**TASK DETAILS:** Go through the data below and work out how many lines contain "value"; the answer is the number alone.

**MATERIAL PROVIDED:**
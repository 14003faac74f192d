//! Order-4 Butterworth EQ blend.
//!
//! Filters the signal with a two-section Butterworth cascade of the chosen
//! band kind, then blends the filtered difference back in proportion to
//! the gain:
//!
//! ```text
//! y = x + (filt(x) - x) * (10^(gain/20) - 1)
//! ```
//!
//! At 0 dB the blend factor is zero and the effect is a bit-exact
//! passthrough. The coefficient design lives in [`mezcla_core::biquad`].

use mezcla_core::{
    Biquad, BlockEffect, FilterKind, ModParams, butterworth_coefficients, db_gain_delta,
};

/// Modulable EQ filter with a fixed band kind.
///
/// ## Parameters
///
/// | Name | Range | Default |
/// |------|-------|---------|
/// | `frequency` | 20 Hz – 0.49 × rate | 1000.0 |
/// | `q` | 0.1–20.0 | 0.707 |
/// | `gain` | −24.0–24.0 dB | 0.0 |
pub struct EqFilter {
    params: ModParams,
    kind: FilterKind,
    sample_rate: f32,
    // Two cascade sections per channel.
    sections_l: [Biquad; 2],
    sections_r: [Biquad; 2],
    /// (frequency, q) currently installed in the sections.
    cached_design: (f32, f32),
}

impl EqFilter {
    /// Create an EQ of the given band kind at the engine rate.
    pub fn new(sample_rate: u32, kind: FilterKind) -> Self {
        let frequency = 1000.0;
        let q = core::f32::consts::FRAC_1_SQRT_2;
        let mut eq = Self {
            params: ModParams::new(&[("frequency", frequency), ("q", q), ("gain", 0.0)]),
            kind,
            sample_rate: sample_rate as f32,
            sections_l: [Biquad::new(), Biquad::new()],
            sections_r: [Biquad::new(), Biquad::new()],
            cached_design: (0.0, 0.0),
        };
        eq.install_coefficients(frequency, q);
        eq
    }

    /// The band kind this instance was built with.
    pub fn kind(&self) -> FilterKind {
        self.kind
    }

    fn install_coefficients(&mut self, frequency: f32, q: f32) {
        let coeffs = butterworth_coefficients(self.kind, frequency, q, self.sample_rate);
        for (section, c) in self.sections_l.iter_mut().zip(coeffs.iter()) {
            section.set_coefficients(*c);
        }
        for (section, c) in self.sections_r.iter_mut().zip(coeffs.iter()) {
            section.set_coefficients(*c);
        }
        self.cached_design = (frequency, q);
    }

    #[inline]
    fn process_channel(sections: &mut [Biquad; 2], block: &mut [f32], blend: f32) {
        for sample in block.iter_mut() {
            let x = *sample;
            let mut filtered = x;
            for section in sections.iter_mut() {
                filtered = section.process(filtered);
            }
            *sample = x + (filtered - x) * blend;
        }
    }
}

impl BlockEffect for EqFilter {
    fn name(&self) -> &'static str {
        "eq_filter"
    }

    fn process_block(&mut self, left: &mut [f32], right: &mut [f32]) {
        let frequency = self
            .params
            .value("frequency")
            .clamp(20.0, self.sample_rate * 0.49);
        let q = self.params.value("q").clamp(0.1, 20.0);
        let gain = self.params.value("gain").clamp(-24.0, 24.0);

        if (frequency, q) != self.cached_design {
            self.install_coefficients(frequency, q);
        }
        let blend = db_gain_delta(gain);

        Self::process_channel(&mut self.sections_l, left, blend);
        Self::process_channel(&mut self.sections_r, right, blend);

        self.params.advance(left.len() as u64);
    }

    fn reset(&mut self) {
        for section in self.sections_l.iter_mut().chain(self.sections_r.iter_mut()) {
            section.clear();
        }
    }

    fn params_mut(&mut self) -> Option<&mut ModParams> {
        Some(&mut self.params)
    }
}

**ANSWER TO THE PROBLEM:** 3